We are also concerned about the proposal to include information on ‘students
continuing/completing/leaving without awards’. Most institutions have students who
transfer from one programme to another, where, without an accompanying
explanation, the programme might appear to have lost a large number of students
where this is not the case. There may also be reasons unrelated to student
satisfaction with the programme that affect their departure (eg. financial reasons,
personal issues, non-continuation due to legal constraints (eg. visa expiry)). There
are students who do not leave but repeat and students who finish their registration
without an award but who achieve it in the next year while not in attendance. How
would these situations be captured?
Employment, salary and destination data would be meaningless at
programme level, because samples would be too low. We would suggest that data for
a sample of fewer than 100 respondents should NOT be provided, or should be
provided with a health warning stating ‘small sample’.

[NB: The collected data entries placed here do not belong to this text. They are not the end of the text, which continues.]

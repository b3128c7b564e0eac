// In crates/risk/src/lib.rs

use core_types::{TradePlan, TradeSignal};
use rust_decimal::Decimal;

pub mod error;
pub mod fixed_fractional;
pub mod plan_guard;
pub mod types;

// Re-export public types
pub use error::{Error, Result};
pub use fixed_fractional::FixedFractionalRiskManager;
pub use plan_guard::{validate_plan, PlanViolation};
pub use types::{RejectionReason, RiskConfig, RiskDecision, RiskSettings};

/// The universal interface for a risk management module.
///
/// A `RiskManager` turns an account equity snapshot, a `TradeSignal` and the
/// advisor's `TradePlan` into an admit/reject verdict with a sized quantity.
/// Implementations must be pure: the same inputs always yield the same
/// decision, and no I/O happens here.
pub trait RiskManager: Send + Sync {
    /// The name of the risk management strategy.
    fn name(&self) -> &'static str;

    /// The immutable limits this manager enforces.
    fn config(&self) -> &RiskConfig;

    /// Sizes and vets a single trade.
    ///
    /// # Arguments
    ///
    /// * `equity`: The account equity snapshot; expected to be positive.
    /// * `signal`: The originating signal, which supplies the entry price.
    /// * `plan`: The refined plan, which supplies the stop and target.
    fn assess(&self, equity: Decimal, signal: &TradeSignal, plan: &TradePlan) -> RiskDecision;
}
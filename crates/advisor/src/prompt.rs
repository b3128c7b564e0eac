// In crates/advisor/src/prompt.rs

use core_types::TradeSignal;
use rust_decimal::Decimal;

/// System message sent with every request.
pub const SYSTEM_PROMPT: &str = "You are a trading risk assistant. You review trade signals and \
reply with a single JSON object and nothing else.";

fn level(value: Option<Decimal>) -> String {
    value.map_or_else(|| "none".to_string(), |v| v.normalize().to_string())
}

/// Renders the user message for `signal`, with retrieved `context` inlined.
pub fn build_prompt(signal: &TradeSignal, context: &str) -> String {
    let context = if context.trim().is_empty() { "none" } else { context.trim() };
    format!(
        "Trade signal: {side} {symbol} at {entry}. Stop ~{stop}, Target ~{target}. Reason: {reason}.\n\
         Context: {context}\n\
         Assess this trade and suggest precise stop and target. Respond only with a JSON object \
         with keys symbol, side, stop, target, confidence, reason.",
        side = signal.side,
        symbol = signal.symbol,
        entry = signal.entry_price.normalize(),
        stop = level(signal.stop_guess),
        target = level(signal.target_guess),
        reason = signal.reason,
    )
}
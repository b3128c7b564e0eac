// In crates/database/src/postgres.rs

use crate::{mentions, ContextSource, Error, Result, TradeRecordSink};
use app_config::types::DatabaseSettings;
use async_trait::async_trait;
use bigdecimal::BigDecimal;
use chrono::{DateTime, Utc};
use core_types::{ClientOrderId, OrderId, Symbol, TradeRecord};
use rust_decimal::Decimal;
use sqlx::{postgres::PgPoolOptions, FromRow, PgPool};
use std::str::FromStr;

/// A wrapper around the `sqlx` connection pool.
#[derive(Debug, Clone)]
pub struct Db {
    pool: PgPool,
    context_limit: i64,
}

/// Establishes a connection pool to the PostgreSQL database and runs migrations.
///
/// # Arguments
///
/// * `settings`: The database configuration settings.
/// * `context_limit`: How many past rationales `search` returns at most.
pub async fn connect(settings: &DatabaseSettings, context_limit: usize) -> Result<Db> {
    let pool = PgPoolOptions::new()
        .max_connections(5)
        .connect(&settings.url)
        .await?;

    // Run database migrations. This ensures the database schema is up-to-date.
    sqlx::migrate!("../../migrations").run(&pool).await?;

    Ok(Db {
        pool,
        context_limit: i64::try_from(context_limit).unwrap_or(i64::MAX),
    })
}

#[derive(Debug, FromRow)]
struct TradeRow {
    recorded_at: DateTime<Utc>,
    symbol: String,
    side: String,
    quantity: i64,
    entry_price: BigDecimal,
    stop: Option<BigDecimal>,
    target: Option<BigDecimal>,
    reason: String,
    order_id: String,
    client_order_id: String,
    source: String,
    confidence: Option<f64>,
    protected: bool,
}

fn to_big(value: Decimal) -> Result<BigDecimal> {
    BigDecimal::from_str(&value.to_string()).map_err(|_| Error::InvalidColumn {
        field: "numeric",
        value: value.to_string(),
    })
}

fn from_big(field: &'static str, value: &BigDecimal) -> Result<Decimal> {
    Decimal::from_str(&value.to_string()).map_err(|_| Error::InvalidColumn {
        field,
        value: value.to_string(),
    })
}

impl TryFrom<TradeRow> for TradeRecord {
    type Error = Error;

    fn try_from(row: TradeRow) -> Result<Self> {
        let invalid = |field, value: &str| Error::InvalidColumn { field, value: value.to_string() };
        Ok(TradeRecord {
            timestamp: row.recorded_at,
            side: row.side.parse().map_err(|_| invalid("side", &row.side))?,
            source: row.source.parse().map_err(|_| invalid("source", &row.source))?,
            quantity: u64::try_from(row.quantity)
                .map_err(|_| invalid("quantity", &row.quantity.to_string()))?,
            entry_price: from_big("entry_price", &row.entry_price)?,
            stop: row.stop.as_ref().map(|v| from_big("stop", v)).transpose()?,
            target: row.target.as_ref().map(|v| from_big("target", v)).transpose()?,
            symbol: Symbol(row.symbol),
            reason: row.reason,
            order_id: OrderId(row.order_id),
            client_order_id: ClientOrderId(row.client_order_id),
            confidence: row.confidence,
            protected: row.protected,
        })
    }
}

impl Db {
    /// The most recent records for `symbol`, newest first.
    pub async fn recent_records(&self, symbol: &Symbol, limit: i64) -> Result<Vec<TradeRecord>> {
        let rows: Vec<TradeRow> = sqlx::query_as(
            r#"
            SELECT recorded_at, symbol, side, quantity, entry_price, stop, target, reason,
                   order_id, client_order_id, source, confidence, protected
            FROM trade_records
            WHERE upper(symbol) = upper($1)
            ORDER BY recorded_at DESC
            LIMIT $2
            "#,
        )
        .bind(symbol.as_str())
        .bind(limit)
        .fetch_all(&self.pool)
        .await
        .map_err(Error::OperationFailed)?;

        rows.into_iter().map(TradeRecord::try_from).collect()
    }

    /// Distinct symbols that have at least one record.
    async fn known_symbols(&self) -> Result<Vec<String>> {
        sqlx::query_scalar("SELECT DISTINCT symbol FROM trade_records")
            .fetch_all(&self.pool)
            .await
            .map_err(Error::OperationFailed)
    }
}

#[async_trait]
impl TradeRecordSink for Db {
    fn name(&self) -> &'static str {
        "PostgresTradeLog"
    }

    async fn append(&self, record: &TradeRecord) -> Result<()> {
        let quantity = i64::try_from(record.quantity).map_err(|_| Error::InvalidColumn {
            field: "quantity",
            value: record.quantity.to_string(),
        })?;
        sqlx::query(
            r#"
            INSERT INTO trade_records (recorded_at, symbol, side, quantity, entry_price, stop, target,
                                       reason, order_id, client_order_id, source, confidence, protected)
            VALUES ($1, $2, $3, $4, $5, $6, $7, $8, $9, $10, $11, $12, $13)
            ON CONFLICT (client_order_id) DO NOTHING
            "#,
        )
        .bind(record.timestamp)
        .bind(record.symbol.as_str())
        .bind(record.side.to_string())
        .bind(quantity)
        .bind(to_big(record.entry_price)?)
        .bind(record.stop.map(to_big).transpose()?)
        .bind(record.target.map(to_big).transpose()?)
        .bind(&record.reason)
        .bind(&record.order_id.0)
        .bind(record.client_order_id.as_str())
        .bind(record.source.to_string())
        .bind(record.confidence)
        .bind(record.protected)
        .execute(&self.pool)
        .await
        .map_err(Error::OperationFailed)?;
        Ok(())
    }
}

#[async_trait]
impl ContextSource for Db {
    fn name(&self) -> &'static str {
        "PostgresTradeLog"
    }

    async fn search(&self, query: &str) -> Result<String> {
        let mut lines = Vec::new();
        for symbol in self.known_symbols().await? {
            let symbol = Symbol(symbol);
            if !mentions(query, &symbol) {
                continue;
            }
            let mut records = self.recent_records(&symbol, self.context_limit).await?;
            records.reverse();
            lines.extend(records.iter().map(TradeRecord::rationale));
        }
        Ok(lines.join("\n"))
    }
}
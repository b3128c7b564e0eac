// In crates/database/src/journal.rs

use crate::{mentions, ContextSource, Result, TradeRecordSink};
use async_trait::async_trait;
use core_types::TradeRecord;
use std::path::{Path, PathBuf};
use tokio::fs::OpenOptions;
use tokio::io::AsyncWriteExt;
use tokio::sync::Mutex;

/// A trade journal stored as one JSON object per line.
///
/// The journal is both a record sink and the context source the advisor
/// reads past rationale from.
#[derive(Debug)]
pub struct JsonlJournal {
    path: PathBuf,
    context_limit: usize,
    // Appends from concurrent pipelines must not interleave within a line.
    write_lock: Mutex<()>,
}

impl JsonlJournal {
    pub fn new(path: impl Into<PathBuf>, context_limit: usize) -> Self {
        Self {
            path: path.into(),
            context_limit,
            write_lock: Mutex::new(()),
        }
    }

    pub fn path(&self) -> &Path {
        &self.path
    }

    /// Reads every well-formed record, oldest first. A missing file is an empty journal.
    pub async fn records(&self) -> Result<Vec<TradeRecord>> {
        let content = match tokio::fs::read_to_string(&self.path).await {
            Ok(content) => content,
            Err(e) if e.kind() == std::io::ErrorKind::NotFound => return Ok(Vec::new()),
            Err(e) => return Err(e.into()),
        };
        Ok(content
            .lines()
            .filter(|line| !line.trim().is_empty())
            .filter_map(|line| match serde_json::from_str(line) {
                Ok(record) => Some(record),
                Err(e) => {
                    tracing::warn!(path = %self.path.display(), error = %e, "Skipping malformed journal line.");
                    None
                }
            })
            .collect())
    }
}

#[async_trait]
impl TradeRecordSink for JsonlJournal {
    fn name(&self) -> &'static str {
        "JsonlJournal"
    }

    async fn append(&self, record: &TradeRecord) -> Result<()> {
        let mut line = serde_json::to_string(record)?;
        line.push('\n');

        let _guard = self.write_lock.lock().await;
        if let Some(parent) = self.path.parent().filter(|p| !p.as_os_str().is_empty()) {
            tokio::fs::create_dir_all(parent).await?;
        }
        let mut file = OpenOptions::new()
            .create(true)
            .append(true)
            .open(&self.path)
            .await?;
        file.write_all(line.as_bytes()).await?;
        file.flush().await?;
        Ok(())
    }
}

#[async_trait]
impl ContextSource for JsonlJournal {
    fn name(&self) -> &'static str {
        "JsonlJournal"
    }

    async fn search(&self, query: &str) -> Result<String> {
        let records = self.records().await?;
        let mut recent: Vec<String> = records
            .iter()
            .rev()
            .filter(|r| mentions(query, &r.symbol))
            .take(self.context_limit)
            .map(TradeRecord::rationale)
            .collect();
        recent.reverse();
        Ok(recent.join("\n"))
    }
}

Do you agree that the list of items for the information set should be maintained on
HEFCE’s web-site and updated as necessary on advice from HEPISG and QHE Group?
We agree that this seems appropriate.
Do you agree that student unions should be able to nominate one optional question
bank in their institution’s NSS each year?

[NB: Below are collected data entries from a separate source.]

// In crates/core-types/src/lib.rs

pub mod error;
pub mod types;

// Re-export the most important types for easy access from other crates.
pub use error::{Error, Result};
pub use types::{
    ClientOrderId, Order, OrderId, OrderType, Side, SignalSource, Symbol, TradePlan, TradeRecord,
    TradeSignal,
};
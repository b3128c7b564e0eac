// In crates/api-client/src/kite.rs

use crate::types::{KiteEnvelope, KiteLtp, KiteOrder, KiteOrderAck, KiteOrderParams};
use crate::{Error, Result};
use app_config::types::KiteSettings;
use reqwest::{Client, RequestBuilder, Response};
use rust_decimal::Decimal;
use serde::de::DeserializeOwned;
use std::collections::HashMap;
use std::time::Duration;

/// The client for the Zerodha Kite Connect v3 REST API.
#[derive(Debug, Clone)]
pub struct KiteClient {
    http_client: Client,
    base_url: String,
    api_key: String,
    access_token: String,
}

impl KiteClient {
    pub fn new(settings: &KiteSettings, timeout: Duration) -> Result<Self> {
        Ok(Self {
            http_client: crate::http_client(timeout)?,
            base_url: settings.base_url.trim_end_matches('/').to_string(),
            api_key: settings.api_key.clone(),
            access_token: settings.access_token.clone(),
        })
    }

    fn authed(&self, request: RequestBuilder) -> RequestBuilder {
        request
            .header("X-Kite-Version", "3")
            .header(
                "Authorization",
                format!("token {}:{}", self.api_key, self.access_token),
            )
    }

    /// Fetches the last traded price of an `EXCHANGE:SYMBOL` instrument.
    ///
    /// This corresponds to the `GET /quote/ltp` endpoint.
    pub async fn last_price(&self, instrument: &str) -> Result<Decimal> {
        let url = format!("{}/quote/ltp", self.base_url);
        let response = self
            .authed(self.http_client.get(&url))
            .query(&[("i", instrument)])
            .send()
            .await?;
        let quotes: HashMap<String, KiteLtp> = Self::parse(response).await?;
        quotes
            .get(instrument)
            .map(|q| q.last_price)
            .ok_or(Error::MissingField("data.last_price"))
    }

    /// Places a regular order and returns the venue's order id.
    ///
    /// This corresponds to the `POST /orders/regular` endpoint.
    pub async fn place_order(&self, params: &KiteOrderParams) -> Result<String> {
        let url = format!("{}/orders/regular", self.base_url);
        let response = self
            .authed(self.http_client.post(&url))
            .form(params)
            .send()
            .await?;
        let ack: KiteOrderAck = Self::parse(response).await?;
        Ok(ack.order_id)
    }

    /// Fetches the day's order book.
    ///
    /// This corresponds to the `GET /orders` endpoint.
    pub async fn orders(&self) -> Result<Vec<KiteOrder>> {
        let url = format!("{}/orders", self.base_url);
        let response = self.authed(self.http_client.get(&url)).send().await?;
        Self::parse(response).await
    }

    async fn parse<T: DeserializeOwned>(response: Response) -> Result<T> {
        let status = response.status().as_u16();
        let text = response.text().await?;

        let envelope: KiteEnvelope<T> = match serde_json::from_str(&text) {
            Ok(envelope) => envelope,
            Err(_) if status >= 400 => {
                return Err(Error::Http { status, message: text });
            }
            Err(e) => return Err(Error::DeserializationFailed(e)),
        };

        if envelope.status != "success" || status >= 400 {
            return Err(Error::KiteError {
                status,
                error_type: envelope.error_type.unwrap_or_else(|| "GeneralException".into()),
                message: envelope.message.unwrap_or_default(),
            });
        }
        envelope.data.ok_or(Error::MissingField("data"))
    }
}
// In crates/risk/src/types.rs

use crate::{Error, Result};
use num_traits::FromPrimitive;
use rust_decimal::Decimal;
use serde::{Deserialize, Serialize};
use std::fmt;

/// Raw risk settings as they appear in the configuration files.
#[derive(Debug, Deserialize, Clone)]
pub struct RiskSettings {
    /// Fraction of equity that may be lost on a single trade (e.g., 0.02 for 2%).
    pub max_risk_per_trade: f64,
    /// Minimum reward-to-risk ratio (e.g., 3.0 for 3:1).
    pub min_reward_ratio: f64,
    /// Maximum number of concurrently open positions.
    pub max_positions: u32,
    /// Reject plans that carry no target instead of skipping the ratio check.
    #[serde(default)]
    pub require_target: bool,
}

/// Validated, process-wide risk limits. Read-only once built.
#[derive(Debug, Clone, PartialEq)]
pub struct RiskConfig {
    pub max_risk_per_trade: Decimal,
    pub min_reward_ratio: Decimal,
    pub max_positions: u32,
    pub require_target: bool,
}

impl RiskConfig {
    pub fn new(
        max_risk_per_trade: Decimal,
        min_reward_ratio: Decimal,
        max_positions: u32,
        require_target: bool,
    ) -> Result<Self> {
        if max_risk_per_trade <= Decimal::ZERO || max_risk_per_trade > Decimal::ONE {
            return Err(Error::InvalidParameters(format!(
                "max_risk_per_trade must be in (0, 1], got {max_risk_per_trade}"
            )));
        }
        if min_reward_ratio < Decimal::ZERO {
            return Err(Error::InvalidParameters(format!(
                "min_reward_ratio must be >= 0, got {min_reward_ratio}"
            )));
        }
        if max_positions == 0 {
            return Err(Error::InvalidParameters(
                "max_positions must be greater than zero".to_string(),
            ));
        }
        Ok(Self {
            max_risk_per_trade,
            min_reward_ratio,
            max_positions,
            require_target,
        })
    }
}

impl TryFrom<&RiskSettings> for RiskConfig {
    type Error = Error;

    fn try_from(settings: &RiskSettings) -> Result<Self> {
        let to_decimal = |name: &str, value: f64| {
            Decimal::from_f64(value).ok_or_else(|| {
                Error::InvalidParameters(format!("{name} is not a finite number: {value}"))
            })
        };
        RiskConfig::new(
            to_decimal("max_risk_per_trade", settings.max_risk_per_trade)?,
            to_decimal("min_reward_ratio", settings.min_reward_ratio)?,
            settings.max_positions,
            settings.require_target,
        )
    }
}

/// Why a trade was not admitted. These are expected outcomes, not errors.
#[derive(Debug, Clone, Copy, PartialEq, Eq, Hash, Serialize)]
#[serde(rename_all = "snake_case")]
pub enum RejectionReason {
    InvalidStop,
    InsufficientEquity,
    RewardRatioTooLow,
    MaxPositionsReached,
    MissingTarget,
    InvalidPlan,
    InvalidSignal,
    BrokerError,
}

impl fmt::Display for RejectionReason {
    fn fmt(&self, f: &mut fmt::Formatter<'_>) -> fmt::Result {
        let text = match self {
            RejectionReason::InvalidStop => "invalid stop",
            RejectionReason::InsufficientEquity => "insufficient equity",
            RejectionReason::RewardRatioTooLow => "reward ratio too low",
            RejectionReason::MaxPositionsReached => "max positions reached",
            RejectionReason::MissingTarget => "missing target",
            RejectionReason::InvalidPlan => "invalid plan",
            RejectionReason::InvalidSignal => "invalid signal",
            RejectionReason::BrokerError => "broker error",
        };
        f.write_str(text)
    }
}

/// The admit/reject verdict of a `RiskManager`.
///
/// Constructed only through [`RiskDecision::admit`] and
/// [`RiskDecision::reject`], so `is_admitted() == (quantity() > 0)` always holds.
#[derive(Debug, Clone, Copy, PartialEq, Eq)]
pub struct RiskDecision {
    admitted: bool,
    quantity: u64,
    rejection_reason: Option<RejectionReason>,
}

impl RiskDecision {
    /// Admits a trade of `quantity` units. A zero quantity is never admitted.
    pub fn admit(quantity: u64) -> Self {
        if quantity == 0 {
            return Self::reject(RejectionReason::InsufficientEquity);
        }
        Self {
            admitted: true,
            quantity,
            rejection_reason: None,
        }
    }

    pub fn reject(reason: RejectionReason) -> Self {
        Self {
            admitted: false,
            quantity: 0,
            rejection_reason: Some(reason),
        }
    }

    pub fn is_admitted(&self) -> bool {
        self.admitted
    }

    pub fn quantity(&self) -> u64 {
        self.quantity
    }

    pub fn rejection_reason(&self) -> Option<RejectionReason> {
        self.rejection_reason
    }
}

We understand that this is intended to encourage HEIs to take up the optional
questions (only half do at present) and to help student unions to increase student
involvement with the NSS. Reluctance on the part of an HEI to do this could make it
appear unwilling to engage with students. However, we would like to note that an HEI
could be justified in not taking up the optional questions on the grounds that the value
added by the additional data provided might not justify the additional resource
required for its analysis. However, UCL would wish to encourage any proposal which
leads to greater student involvement with the NSS and therefore we have no
objection to this.
Do you have any other comments on the proposals in this document, or further
suggestions for what we might do?
See our introductory comments at paragraphs 1 and 2 above.
On the issue of comparability of NSS data, the Institute of Education research
warns that simplistic comparisons between different HEIs do not take into account
varying subject mix and student profiles1. HEFCE intends to change the format of
publishing 2011 data to avoid such comparisons being made. HEFCE recognises the
validity of careful comparison of the same subject areas at different HEIs, but states
that it is not valid to compare different subject areas or to ‘construct league tables of
institutions’ (paragraph 124). It has endorsed the Institute of Education’s suggestion
(Annex B, Recc. 5) that guidance on appropriate use for the results be widely
available. This is not inconsistent with HEFCE’s previous statements on using the
NSS in league tables, but is perhaps its strongest indication to date that the survey
should not be used for these purposes.
We are concerned that some of the information made available would be
effectively a set of content-free platitudes, much of it unverifiable (such as mission
statements). We would also reiterate that some potentially useful information would
be statistically meaningless at programme level because it would be drawn from small
Enhancing and Developing the National Student Survey: Report to HEFCE by the Centre for Higher
Education Studies at the Institute of Education (paragraph16.3).